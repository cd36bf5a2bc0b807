//! Failure-clip and full-match analysis built on the media, pose and model seams.

use std::path::{Path, PathBuf};
use std::sync::Arc;

use chrono::Utc;
use serde_json::{Value, json};

use super::indicators::{basic_report, evaluate};
use super::keyframes::{DEFAULT_KEYFRAMES, extract_keyframes};
use super::match_report::{normalize, normalize_player};
use super::prompts::{PlayerFocus, PromptBuilder};
use crate::error::{IngestError, Result};
use crate::pose::{Landmark, summarize};
use crate::sources::youtube::{extract_video_id, players_from_title};
use crate::traits::{InlineData, MediaToolkit, PoseEstimator, VideoMetadata, VisionModel};

/// Largest video sent inline; longer matches go as keyframes.
pub const MAX_INLINE_VIDEO_BYTES: u64 = 20 * 1024 * 1024;

pub struct FailureAnalyzer {
    media: Arc<dyn MediaToolkit>,
    pose: Arc<dyn PoseEstimator>,
    model: Option<Arc<dyn VisionModel>>,
    keyframes: usize,
}

impl FailureAnalyzer {
    pub fn new(
        media: Arc<dyn MediaToolkit>,
        pose: Arc<dyn PoseEstimator>,
        model: Option<Arc<dyn VisionModel>>,
    ) -> Self {
        Self {
            media,
            pose,
            model,
            keyframes: DEFAULT_KEYFRAMES,
        }
    }

    pub fn with_keyframes(mut self, count: usize) -> Self {
        self.keyframes = count;
        self
    }

    pub fn model_available(&self) -> bool {
        self.model.is_some()
    }

    async fn detect(&self, frame: &Path) -> Option<Vec<Landmark>> {
        match self.pose.estimate(frame).await {
            Ok(frames) => frames.into_iter().find_map(|f| f.landmarks),
            Err(e) => {
                tracing::warn!("Pose estimation failed on {}: {}", frame.display(), e);
                None
            }
        }
    }

    /// Analyses a short clip of a lost point. Keyframes are written to `work_dir`.
    pub async fn analyze(&self, video: &Path, use_ai: bool, work_dir: &Path) -> Result<Value> {
        let (duration, frames) = extract_keyframes(self.media.as_ref(), video, self.keyframes, work_dir).await?;
        if frames.is_empty() {
            return Err(IngestError::MediaError(format!(
                "no frames could be extracted from {}",
                video.display()
            )));
        }

        let mut detections = Vec::with_capacity(frames.len());
        for frame in &frames {
            detections.push(self.detect(&frame.path).await);
        }

        let summary = summarize(&detections);
        let indicators = evaluate(&summary);

        let structured_data = json!({
            "video_info": {
                "duration_seconds": duration,
                "analyzed_frames": frames.len(),
            },
            "pose_analysis": summary,
            "ball_trajectory": {"detected": false},
            "technical_indicators": indicators,
        });

        let ai_analysis = match (use_ai, &self.model) {
            (true, Some(model)) => {
                let mut images = Vec::with_capacity(frames.len());
                for frame in &frames {
                    images.push(InlineData::jpeg(tokio::fs::read(&frame.path).await?));
                }

                let prompt = PromptBuilder::failure_prompt(&structured_data);
                match model.generate_json(&prompt, &images).await {
                    Ok(mut reply) => {
                        if let Some(obj) = reply.as_object_mut() {
                            obj.insert("source".to_string(), json!("gemini"));
                        }
                        reply
                    }
                    Err(e) => {
                        tracing::warn!("AI analysis failed, using basic report: {}", e);
                        let mut report = serde_json::to_value(basic_report(&indicators))?;
                        report["error"] = json!(e.to_string());
                        report
                    }
                }
            }
            _ => serde_json::to_value(basic_report(&indicators))?,
        };

        tracing::info!(
            "Analysed {} ({} of {} frames with a pose)",
            video.display(),
            summary.analyzed_frames,
            summary.total_frames
        );

        Ok(json!({
            "structured_data": structured_data,
            "ai_analysis": ai_analysis,
            "timestamp": Utc::now().to_rfc3339(),
        }))
    }
}

/// Output of a full-match review.
#[derive(Debug, Clone)]
pub struct MatchAnalysis {
    pub video_id: String,
    pub metadata: VideoMetadata,
    /// Players named by the request, else parsed from the title
    pub player1: Option<String>,
    pub player2: Option<String>,
    pub analysis: Value,
}

/// Output of a single-player review.
#[derive(Debug, Clone)]
pub struct PlayerAnalysis {
    pub video_id: String,
    pub metadata: VideoMetadata,
    pub player_name: String,
    pub analysis: Value,
}

pub struct MatchAnalyzer {
    media: Arc<dyn MediaToolkit>,
    model: Arc<dyn VisionModel>,
}

fn non_blank(value: &Option<String>) -> Option<String> {
    value.as_deref().map(str::trim).filter(|v| !v.is_empty()).map(String::from)
}

impl MatchAnalyzer {
    pub fn new(media: Arc<dyn MediaToolkit>, model: Arc<dyn VisionModel>) -> Self {
        Self { media, model }
    }

    async fn attachments(&self, video: &Path, work_dir: &Path) -> Result<Vec<InlineData>> {
        let size = tokio::fs::metadata(video).await?.len();
        if size <= MAX_INLINE_VIDEO_BYTES {
            return Ok(vec![InlineData::mp4(tokio::fs::read(video).await?)]);
        }

        tracing::info!("Video is {} bytes, sending keyframes instead", size);
        let (_, frames) = extract_keyframes(self.media.as_ref(), video, DEFAULT_KEYFRAMES, &work_dir.join("frames")).await?;

        let mut images = Vec::with_capacity(frames.len());
        for frame in frames {
            images.push(InlineData::jpeg(tokio::fs::read(&frame.path).await?));
        }
        Ok(images)
    }

    /// Downloads the video behind `url` into `work_dir`.
    async fn fetch(&self, url: &str, work_dir: &Path) -> Result<(String, PathBuf, VideoMetadata)> {
        let video_id = extract_video_id(url)
            .ok_or_else(|| IngestError::ValidationError("Invalid YouTube URL".to_string()))?;

        tokio::fs::create_dir_all(work_dir).await?;
        let video = work_dir.join(format!("{}.mp4", video_id));
        let metadata = self.media.download(url, &video).await?;

        Ok((video_id, video, metadata))
    }

    /// Downloads a YouTube match into `work_dir` and reviews it.
    pub async fn analyze(&self, url: &str, focus: &PlayerFocus, work_dir: &Path) -> Result<MatchAnalysis> {
        let (video_id, video, metadata) = self.fetch(url, work_dir).await?;

        let (player1, player2) = match (non_blank(&focus.player1), non_blank(&focus.player2)) {
            (None, None) => match players_from_title(&metadata.title) {
                Some((a, b)) => (Some(a), Some(b)),
                None => (None, None),
            },
            named => named,
        };

        let focus = PlayerFocus {
            player1: player1.clone(),
            player2: player2.clone(),
            ..focus.clone()
        };

        let media = self.attachments(&video, work_dir).await?;
        let prompt = PromptBuilder::match_prompt(&focus);
        let reply = self.model.generate_json(&prompt, &media).await?;

        tracing::info!("Match review for {} complete ({})", video_id, self.model.model_name());

        Ok(MatchAnalysis {
            analysis: normalize(reply, &focus, url),
            video_id,
            metadata,
            player1,
            player2,
        })
    }

    /// Reviews the scoring and losing rallies of one player.
    pub async fn analyze_player(
        &self,
        url: &str,
        player: &str,
        description: Option<&str>,
        work_dir: &Path,
    ) -> Result<PlayerAnalysis> {
        let player = player.trim();
        if player.is_empty() {
            return Err(IngestError::ValidationError("player_name is required".to_string()));
        }

        let (video_id, video, metadata) = self.fetch(url, work_dir).await?;

        let media = self.attachments(&video, work_dir).await?;
        let prompt = PromptBuilder::player_prompt(player, description);
        let reply = self.model.generate_json(&prompt, &media).await?;

        let analysis = normalize_player(reply, player, url);
        tracing::info!(
            "Player review of {} in {} complete ({} quality-graded rallies)",
            player,
            video_id,
            analysis["quality_distribution"]["total"]
        );

        Ok(PlayerAnalysis {
            video_id,
            metadata,
            player_name: player.to_string(),
            analysis,
        })
    }
}

#[cfg(test)]
mod tests {
    use super::*;
    use crate::pose::PoseFrame;
    use crate::pose::tests::body;
    use std::sync::Mutex;

    struct FakeMedia;

    #[async_trait::async_trait]
    impl MediaToolkit for FakeMedia {
        async fn video_duration(&self, _video: &Path) -> Result<f64> {
            Ok(2.0)
        }

        async fn extract_frame(&self, _video: &Path, _at: f64, output: &Path) -> Result<()> {
            tokio::fs::write(output, [0xffu8, 0xd8]).await?;
            Ok(())
        }

        async fn download(&self, _url: &str, output: &Path) -> Result<VideoMetadata> {
            tokio::fs::write(output, b"video").await?;
            Ok(VideoMetadata {
                title: "WANG Chuqin vs FAN Zhendong | Final".to_string(),
                duration: Some(600.0),
                ..Default::default()
            })
        }

        async fn video_info(&self, _url: &str) -> Result<VideoMetadata> {
            Ok(VideoMetadata::default())
        }

        async fn trim(&self, _input: &Path, _start: f64, _duration: f64, _output: &Path) -> Result<()> {
            Ok(())
        }
    }

    struct FakePose;

    #[async_trait::async_trait]
    impl PoseEstimator for FakePose {
        async fn estimate(&self, _media: &Path) -> Result<Vec<PoseFrame>> {
            Ok(vec![PoseFrame {
                frame_number: 0,
                landmarks: Some(body(75.0, 0.6)),
            }])
        }
    }

    struct FakeModel {
        reply: Option<Value>,
        prompts: Mutex<Vec<String>>,
    }

    impl FakeModel {
        fn new(reply: Option<Value>) -> Arc<Self> {
            Arc::new(Self {
                reply,
                prompts: Mutex::new(Vec::new()),
            })
        }
    }

    #[async_trait::async_trait]
    impl VisionModel for FakeModel {
        fn model_name(&self) -> &str {
            "fake"
        }

        async fn generate_json(&self, prompt: &str, _media: &[InlineData]) -> Result<Value> {
            self.prompts.lock().unwrap().push(prompt.to_string());
            self.reply
                .clone()
                .ok_or_else(|| IngestError::UpstreamError("model down".to_string()))
        }
    }

    #[tokio::test]
    async fn test_basic_report_without_model() {
        let dir = tempfile::tempdir().unwrap();
        let analyzer = FailureAnalyzer::new(Arc::new(FakeMedia), Arc::new(FakePose), None);

        let result = analyzer.analyze(Path::new("clip.mp4"), true, dir.path()).await.unwrap();

        assert_eq!(result["structured_data"]["video_info"]["analyzed_frames"], 5);
        assert_eq!(result["structured_data"]["technical_indicators"]["stance"], "too_tilted");
        assert_eq!(result["ai_analysis"]["source"], "basic");
        assert!(result["timestamp"].is_string());
    }

    #[tokio::test]
    async fn test_model_failure_falls_back() {
        let dir = tempfile::tempdir().unwrap();
        let model = FakeModel::new(None);
        let analyzer = FailureAnalyzer::new(Arc::new(FakeMedia), Arc::new(FakePose), Some(model.clone()))
            .with_keyframes(3);

        let result = analyzer.analyze(Path::new("clip.mp4"), true, dir.path()).await.unwrap();

        assert_eq!(result["ai_analysis"]["source"], "basic");
        assert!(result["ai_analysis"]["error"].as_str().unwrap().contains("model down"));
        assert_eq!(result["structured_data"]["video_info"]["analyzed_frames"], 3);
        assert_eq!(model.prompts.lock().unwrap().len(), 1);
    }

    #[tokio::test]
    async fn test_model_reply_used_when_enabled() {
        let dir = tempfile::tempdir().unwrap();
        let model = FakeModel::new(Some(json!({"failure_reason": "late timing"})));
        let analyzer = FailureAnalyzer::new(Arc::new(FakeMedia), Arc::new(FakePose), Some(model.clone()));

        let result = analyzer.analyze(Path::new("clip.mp4"), true, dir.path()).await.unwrap();
        assert_eq!(result["ai_analysis"]["source"], "gemini");
        assert_eq!(result["ai_analysis"]["failure_reason"], "late timing");

        let skipped = analyzer.analyze(Path::new("clip.mp4"), false, dir.path()).await.unwrap();
        assert_eq!(skipped["ai_analysis"]["source"], "basic");
        assert_eq!(model.prompts.lock().unwrap().len(), 1);
    }

    #[tokio::test]
    async fn test_match_players_from_title() {
        let dir = tempfile::tempdir().unwrap();
        let model = FakeModel::new(Some(json!({
            "points": [{"winner": "WANG Chuqin", "win_reason": "loop"}]
        })));
        let analyzer = MatchAnalyzer::new(Arc::new(FakeMedia), model.clone());

        let result = analyzer
            .analyze("https://www.youtube.com/watch?v=dQw4w9WgXcQ", &PlayerFocus::default(), dir.path())
            .await
            .unwrap();

        assert_eq!(result.video_id, "dQw4w9WgXcQ");
        assert_eq!(result.player1.as_deref(), Some("WANG Chuqin"));
        assert_eq!(result.player2.as_deref(), Some("FAN Zhendong"));
        assert_eq!(result.analysis["point_wins"].as_array().unwrap().len(), 1);
        assert!(model.prompts.lock().unwrap()[0].contains("**WANG Chuqin**"));
    }

    #[tokio::test]
    async fn test_match_rejects_non_youtube_url() {
        let dir = tempfile::tempdir().unwrap();
        let analyzer = MatchAnalyzer::new(Arc::new(FakeMedia), FakeModel::new(Some(json!({}))));

        let err = analyzer
            .analyze("https://example.org/match.mp4", &PlayerFocus::default(), dir.path())
            .await
            .unwrap_err();
        assert!(matches!(err, IngestError::ValidationError(_)));
    }

    #[tokio::test]
    async fn test_player_review() {
        let dir = tempfile::tempdir().unwrap();
        let model = FakeModel::new(Some(json!({
            "scoring_clips": [{"start_seconds": 20.0, "technique": "loop", "quality_label": "good"}],
            "losing_clips": [{"start_seconds": 5.0, "technique": "push", "quality_label": "bad"}]
        })));
        let analyzer = MatchAnalyzer::new(Arc::new(FakeMedia), model.clone());

        let result = analyzer
            .analyze_player("https://youtu.be/dQw4w9WgXcQ", " FAN Zhendong ", Some("red shirt"), dir.path())
            .await
            .unwrap();

        assert_eq!(result.video_id, "dQw4w9WgXcQ");
        assert_eq!(result.player_name, "FAN Zhendong");
        assert_eq!(result.metadata.duration, Some(600.0));
        assert_eq!(result.analysis["scoring_clips"].as_array().unwrap().len(), 1);
        assert_eq!(result.analysis["quality_distribution"]["bad"], 1);
        assert!(model.prompts.lock().unwrap()[0].contains("**FAN Zhendong** (red shirt)"));

        let err = analyzer
            .analyze_player("https://youtu.be/dQw4w9WgXcQ", "  ", None, dir.path())
            .await
            .unwrap_err();
        assert!(matches!(err, IngestError::ValidationError(_)));
    }
}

########################################

In the data above, find each line where the string "estimate" appears, then copy it.

**Response:**
        match self.pose.estimate(frame).await {
        async fn estimate(&self, _media: &Path) -> Result<Vec<PoseFrame>> {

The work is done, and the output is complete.